日子滑回旧轨道的方式比他想象中更顺滑,好像这八九个月以来的所有事情——电梯里的偶遇、午休时的便当、高尾山的樱花、江之岛的海风——都只是他在某个加班到深夜的晚上趴在工位上做的一场过于鲜活的梦。唯一不同的是,他现在每天都会带两份便当,他把第二份便当放进公文包的夹层里,晚上又原封不动地带回家。第二天早上再换一份新的。
小野寺步从他的生活里消失了。不是物理意义上的消失——十七楼依然在那,营业部的灯依然亮着,偶尔在电梯间或者走廊里他还能远远瞥见那个人的身影。但那个身影不再朝他跑过来了。电梯门打开的时候,他们两个同时抬头看到对方,然后各自把视线移开。小野寺步走进电梯,按了关门键,两人并肩站在那个狭小的金属盒子里,互相沉默。电梯行进的每一秒都被拉得格外漫长,头顶通风扇的声音、钢缆摩擦的细微声响、旁边陌生同事的呼吸声,任何一点动静都被放大成折磨。到了十六楼,田村诚走出去,电梯门在身后合拢,两个人从头到尾没有说一句话。
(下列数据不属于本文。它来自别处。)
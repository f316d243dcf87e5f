// Filesystem-backed cache storage.
// Each generation is a directory; entries are JSON metadata plus a raw body file.

use std::fs;
use std::io::Write;
use std::path::{Path, PathBuf};
use std::sync::Arc;

use async_trait::async_trait;
use chrono::{DateTime, Utc};
use parking_lot::Mutex;
use reqwest::Method;
use serde::{Deserialize, Serialize, de::DeserializeOwned};

use crate::error::{AgentError, Result};
use crate::platform::{Cache, CacheStorage, Request, Response};

use super::paths;

/// Wrapper for cached data with metadata.
#[derive(Debug, Clone, Serialize, Deserialize)]
pub struct CachedData<T> {
    /// The cached data.
    pub data: T,
    /// When the data was cached.
    pub cached_at: DateTime<Utc>,
}

impl<T> CachedData<T> {
    pub fn new(data: T) -> Self {
        Self {
            data,
            cached_at: Utc::now(),
        }
    }
}

/// Read cached JSON data from a file.
pub fn read_cached<T: DeserializeOwned>(path: &Path) -> Result<Option<CachedData<T>>> {
    if !path.exists() {
        return Ok(None);
    }

    let contents = fs::read_to_string(path)?;
    let cached: CachedData<T> = serde_json::from_str(&contents)?;
    Ok(Some(cached))
}

/// Write data to cache as JSON.
pub fn write_cached<T: Serialize>(path: &Path, data: &T) -> Result<()> {
    let cached = CachedData::new(data);
    let json = serde_json::to_string_pretty(&cached)?;
    write_bytes(path, json.as_bytes())
}

/// Write raw bytes atomically via a temp file.
pub fn write_bytes(path: &Path, bytes: &[u8]) -> Result<()> {
    if let Some(parent) = path.parent() {
        fs::create_dir_all(parent)?;
    }

    let temp_path = path.with_extension("tmp");
    let mut file = fs::File::create(&temp_path)?;
    file.write_all(bytes)?;
    file.sync_all()?;
    fs::rename(&temp_path, path)?;

    Ok(())
}

/// Read raw bytes, returning None if the file is missing.
pub fn read_bytes(path: &Path) -> Result<Option<Vec<u8>>> {
    if !path.exists() {
        return Ok(None);
    }
    Ok(Some(fs::read(path)?))
}

/// Delete a cached file.
pub fn delete(path: &Path) -> Result<()> {
    if path.exists() {
        fs::remove_file(path)?;
    }
    Ok(())
}

/// Delete a cached directory and all contents.
pub fn delete_dir(path: &Path) -> Result<()> {
    if path.exists() {
        fs::remove_dir_all(path)?;
    }
    Ok(())
}

fn read_index(path: &Path) -> Result<Vec<String>> {
    Ok(read_cached::<Vec<String>>(path)?
        .map(|cached| cached.data)
        .unwrap_or_default())
}

/// Metadata stored beside each cached body.
#[derive(Debug, Clone, Serialize, Deserialize)]
struct StoredEntry {
    key: String,
    response: Response,
}

/// Run filesystem work off the async runtime.
async fn blocking<T, F>(work: F) -> Result<T>
where
    F: FnOnce() -> Result<T> + Send + 'static,
    T: Send + 'static,
{
    tokio::task::spawn_blocking(work)
        .await
        .map_err(|e| AgentError::Other(format!("cache task failed: {}", e)))?
}

/// Cache storage rooted at a directory.
#[derive(Debug, Clone)]
pub struct DiskCacheStorage {
    root: PathBuf,
    lock: Arc<Mutex<()>>,
}

impl DiskCacheStorage {
    pub fn new(root: impl Into<PathBuf>) -> Self {
        Self {
            root: root.into(),
            lock: Arc::new(Mutex::new(())),
        }
    }

    /// Storage under the platform cache directory.
    pub fn in_default_location() -> Option<Self> {
        paths::cache_dir().map(Self::new)
    }

    pub fn root(&self) -> &Path {
        &self.root
    }

    fn handle(&self, name: &str) -> DiskCache {
        DiskCache {
            name: name.to_string(),
            root: self.root.clone(),
            dir: paths::generation_dir(&self.root, name),
            lock: Arc::clone(&self.lock),
        }
    }

    fn open_sync(&self, name: &str) -> Result<DiskCache> {
        let _guard = self.lock.lock();
        let index_path = paths::index_path(&self.root);
        let mut names = read_index(&index_path)?;
        let cache = self.handle(name);

        if !names.iter().any(|n| n == name) {
            tracing::debug!(cache = name, dir = %cache.dir.display(), "Creating cache");
            fs::create_dir_all(&cache.dir)?;
            names.push(name.to_string());
            write_cached(&index_path, &names)?;
        }

        Ok(cache)
    }

    fn get_sync(&self, name: &str) -> Result<Option<DiskCache>> {
        let _guard = self.lock.lock();
        let exists = read_index(&paths::index_path(&self.root))?
            .iter()
            .any(|n| n == name);
        Ok(exists.then(|| self.handle(name)))
    }

    fn delete_sync(&self, name: &str) -> Result<bool> {
        let _guard = self.lock.lock();
        let index_path = paths::index_path(&self.root);
        let mut names = read_index(&index_path)?;
        let before = names.len();
        names.retain(|n| n != name);
        if names.len() == before {
            return Ok(false);
        }

        write_cached(&index_path, &names)?;
        delete_dir(&paths::generation_dir(&self.root, name))?;
        Ok(true)
    }

    fn keys_sync(&self) -> Result<Vec<String>> {
        let _guard = self.lock.lock();
        read_index(&paths::index_path(&self.root))
    }
}

#[async_trait]
impl CacheStorage for DiskCacheStorage {
    type Cache = DiskCache;

    async fn open(&self, name: &str) -> Result<DiskCache> {
        let this = self.clone();
        let name = name.to_string();
        blocking(move || this.open_sync(&name)).await
    }

    async fn get(&self, name: &str) -> Result<Option<DiskCache>> {
        let this = self.clone();
        let name = name.to_string();
        blocking(move || this.get_sync(&name)).await
    }

    async fn has(&self, name: &str) -> Result<bool> {
        Ok(self.get(name).await?.is_some())
    }

    async fn delete(&self, name: &str) -> Result<bool> {
        let this = self.clone();
        let name = name.to_string();
        blocking(move || this.delete_sync(&name)).await
    }

    async fn keys(&self) -> Result<Vec<String>> {
        let this = self.clone();
        blocking(move || this.keys_sync()).await
    }
}

/// Handle to one generation directory.
#[derive(Debug, Clone)]
pub struct DiskCache {
    name: String,
    root: PathBuf,
    dir: PathBuf,
    lock: Arc<Mutex<()>>,
}

impl DiskCache {
    /// When an entry was last written.
    pub fn cached_at(&self, request: &Request) -> Result<Option<DateTime<Utc>>> {
        let meta = paths::entry_meta_path(&self.dir, &request.cache_key());
        Ok(read_cached::<StoredEntry>(&meta)?.map(|cached| cached.cached_at))
    }

    /// Whether this generation is still listed in the storage index.
    /// Caller must hold the lock.
    fn is_live(&self) -> Result<bool> {
        Ok(read_index(&paths::index_path(&self.root))?
            .iter()
            .any(|n| *n == self.name))
    }

    fn match_sync(&self, key: &str) -> Result<Option<Response>> {
        let _guard = self.lock.lock();
        let Some(cached) = read_cached::<StoredEntry>(&paths::entry_meta_path(&self.dir, key))?
        else {
            return Ok(None);
        };

        let mut response = cached.data.response;
        response.body = read_bytes(&paths::entry_body_path(&self.dir, key))?.unwrap_or_default();
        Ok(Some(response))
    }

    fn put_sync(&self, key: String, response: Response) -> Result<()> {
        let _guard = self.lock.lock();

        // A handle can outlive its generation; writing would resurrect the directory
        if !self.is_live()? {
            return Err(AgentError::CacheNotFound(self.name.clone()));
        }

        // Body first so a visible entry always has its bytes on disk
        write_bytes(&paths::entry_body_path(&self.dir, &key), &response.body)?;
        let entry = StoredEntry {
            key: key.clone(),
            response,
        };
        write_cached(&paths::entry_meta_path(&self.dir, &key), &entry)?;

        let index_path = paths::entries_index_path(&self.dir);
        let mut keys = read_index(&index_path)?;
        if !keys.contains(&key) {
            keys.push(key);
            write_cached(&index_path, &keys)?;
        }
        Ok(())
    }

    fn delete_sync(&self, key: &str) -> Result<bool> {
        let _guard = self.lock.lock();
        let index_path = paths::entries_index_path(&self.dir);
        let mut keys = read_index(&index_path)?;
        let before = keys.len();
        keys.retain(|k| k != key);
        if keys.len() == before {
            return Ok(false);
        }

        write_cached(&index_path, &keys)?;
        delete(&paths::entry_meta_path(&self.dir, key))?;
        delete(&paths::entry_body_path(&self.dir, key))?;
        Ok(true)
    }

    fn keys_sync(&self) -> Result<Vec<String>> {
        let _guard = self.lock.lock();
        read_index(&paths::entries_index_path(&self.dir))
    }
}

#[async_trait]
impl Cache for DiskCache {
    fn name(&self) -> &str {
        &self.name
    }

    async fn match_request(&self, request: &Request) -> Result<Option<Response>> {
        if request.method != Method::GET {
            return Ok(None);
        }

        let this = self.clone();
        let key = request.cache_key();
        blocking(move || this.match_sync(&key)).await
    }

    async fn put(&self, request: &Request, response: Response) -> Result<()> {
        let this = self.clone();
        let key = request.cache_key();
        blocking(move || this.put_sync(key, response)).await
    }

    async fn delete(&self, request: &Request) -> Result<bool> {
        let this = self.clone();
        let key = request.cache_key();
        blocking(move || this.delete_sync(&key)).await
    }

    async fn keys(&self) -> Result<Vec<String>> {
        let this = self.clone();
        blocking(move || this.keys_sync()).await
    }
}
冷战这个词用在两个人的关系上,本身就很可笑。冷战是情侣之间的专属——而他和那个后辈什么都不是。只是同一个公司里在电梯里有过几面之缘、一起吃了几顿便当和拉面、爬过一次山和去过一次海边的同事,仅此而已。所以这算不上冷战。只是一个同事不再来找他了而已。
他这样告诉自己。但午休的时候握便当的手指总会不由自主收紧,LINE的对话框里那个柴犬头像从置顶慢慢沉到了列表第七位,每天他点开又关上,输入框里的光标闪了半天,最终还是什么都没有打出来。他发现自己会在办公室里小野寺步平时出现的那个门口方向抬头多看两眼——有时候一眼,有时候半天。这确实不能再算作冷战了。冷战是势均力敌的对峙,而他只是单方面地回到了以前那种没有任何人需要在乎的日子。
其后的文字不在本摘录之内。